DUTCH

 

THERE ARE 86 million dogs living in America, and 66 million cats. All of which have no president to watch over them. Today there is an airline for dogs, Bark Air. You don’t believe me? See for yourself. For six thousand dollars, your dog flies from New York to Los Angeles. London is also possible, for an extra two thousand.

Nice, but how many dogs can afford this? That’s one. Two: why not also an airline for cats? This is the kind of puzzle that the next president of America is going to face. Here’s another one: self-driving cars. Between now and the year 2030 that will become normal on the highway, and in your own neighborhood as well.

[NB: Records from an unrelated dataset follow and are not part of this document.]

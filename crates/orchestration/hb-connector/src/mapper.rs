//! Raw record to descriptor mapping.

use chrono::{DateTime, Utc};
use hb_types::{
    CONTAINER_KEY, ETAG_KEY, LAST_MODIFIED_KEY, ObjectDescriptor, RawObject, SIZE_KEY,
};
use std::collections::BTreeMap;

/// Prefix of every global identifier.
pub const GLOBAL_ID_PREFIX: &str = "arn:aws:s3:::";

/// Timestamp layout used in descriptor metadata.
pub const TIMESTAMP_FORMAT: &str = "%Y-%m-%d %H:%M:%S";

/// Build the global identifier for an object.
///
/// The same `(container, key)` pair always yields the same identifier.
pub fn global_id(container: &str, key: &str) -> String {
    format!("{GLOBAL_ID_PREFIX}{container}/{key}")
}

/// Format a timestamp as `YYYY-MM-DD HH:MM:SS` (UTC, no zone suffix).
pub fn format_timestamp(timestamp: &DateTime<Utc>) -> String {
    timestamp.format(TIMESTAMP_FORMAT).to_string()
}

/// Map one provider record into a descriptor.
///
/// Never fails: every missing field degrades to an empty string.
pub fn map_descriptor(container: &str, obj: &RawObject) -> ObjectDescriptor {
    let key = obj.key.clone().unwrap_or_default();
    let id = global_id(container, &key);

    let mut metadata = BTreeMap::new();
    metadata.insert(
        LAST_MODIFIED_KEY.to_string(),
        obj.last_modified
            .as_ref()
            .map(format_timestamp)
            .unwrap_or_default(),
    );
    metadata.insert(
        SIZE_KEY.to_string(),
        obj.size.map(|s| s.to_string()).unwrap_or_default(),
    );
    metadata.insert(
        ETAG_KEY.to_string(),
        obj.etag
            .as_deref()
            .map(|e| e.trim_matches('"').to_string())
            .unwrap_or_default(),
    );
    metadata.insert(CONTAINER_KEY.to_string(), container.to_string());

    ObjectDescriptor {
        remote_id: id.clone(),
        resource_name: key,
        uri: id,
        metadata,
    }
}
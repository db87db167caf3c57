//! Container resolution.

use hb_error::Result;
use hb_traits::StorageClient;
use hb_types::SyncConfiguration;
use tracing::debug;

/// Decide which containers a sync run scans.
///
/// An explicit `buckets` list (even an empty one) is returned verbatim and
/// discovery is never called. Otherwise the client's container listing is
/// used, with nameless containers kept as empty strings. A discovery failure
/// is returned as-is; no partial set is ever produced.
pub async fn resolve_containers(
    config: &SyncConfiguration,
    client: &dyn StorageClient,
) -> Result<Vec<String>> {
    if let Some(buckets) = &config.buckets {
        debug!(count = buckets.len(), "Using configured containers");
        return Ok(buckets.clone());
    }

    let discovered = client.list_containers().await?;
    let containers: Vec<String> = discovered
        .into_iter()
        .map(Option::unwrap_or_default)
        .collect();

    debug!(count = containers.len(), "Discovered containers");
    Ok(containers)
}
//! Core traits for harbor.
//!
//! This crate defines the two seams around the enumeration engine:
//! - [`StorageClient`] - Container discovery and paginated object listing
//! - [`Sink`] - Consumer-side receiver of descriptor pages

pub mod sink;
pub mod storage;

pub use sink::*;
pub use storage::*;
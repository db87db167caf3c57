//! Logging initialization utilities.

use anyhow::{Result, anyhow};
use tracing::Level;
use tracing_subscriber::fmt;

use crate::{LogFormat, LogLevel};

/// Initialize logging with the specified level and format.
///
/// Logs are written to stderr so stdout remains clean for delivered pages.
pub fn init_logging(level: LogLevel, format: LogFormat) -> Result<()> {
    let level: Level = level.into();

    let builder = fmt::Subscriber::builder()
        .with_max_level(level)
        .with_writer(std::io::stderr);

    let installed = match format {
        LogFormat::Text => builder.try_init(),
        LogFormat::Json => builder.json().flatten_event(true).try_init(),
    };

    installed.map_err(|e| anyhow!("Failed to install log subscriber: {e}"))
}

I’m old enough to remember when self-driving cabs were taken off the road in San Francisco because they weren’t supposed to be safe enough. The day after tomorrow, that’s a problem that will be solved. Before you know it, you and your family will be driving in one of those driverless cars yourselves. And what the president gets to decide next is this: if old geezers like Joe Biden and Donald Trump can be on the road in a self-driving car, why not a cat too?

This will be my puzzle to resolve as president: how do I convince the Congress that cats and dogs deserve to be allowed behind the wheel, once no one is needed to drive a self-driving car? Like airlines for all pets, it’s a matter of common fairness.

* VanderBus left home at the age of six weeks and went hunting for a city bus in Maine. He caught the bus. It cost him one eye, but he won a standing ovation from everyone who watched him do it. VanderBus, since then mayor of Bicker Hollow, is running for president of the United States.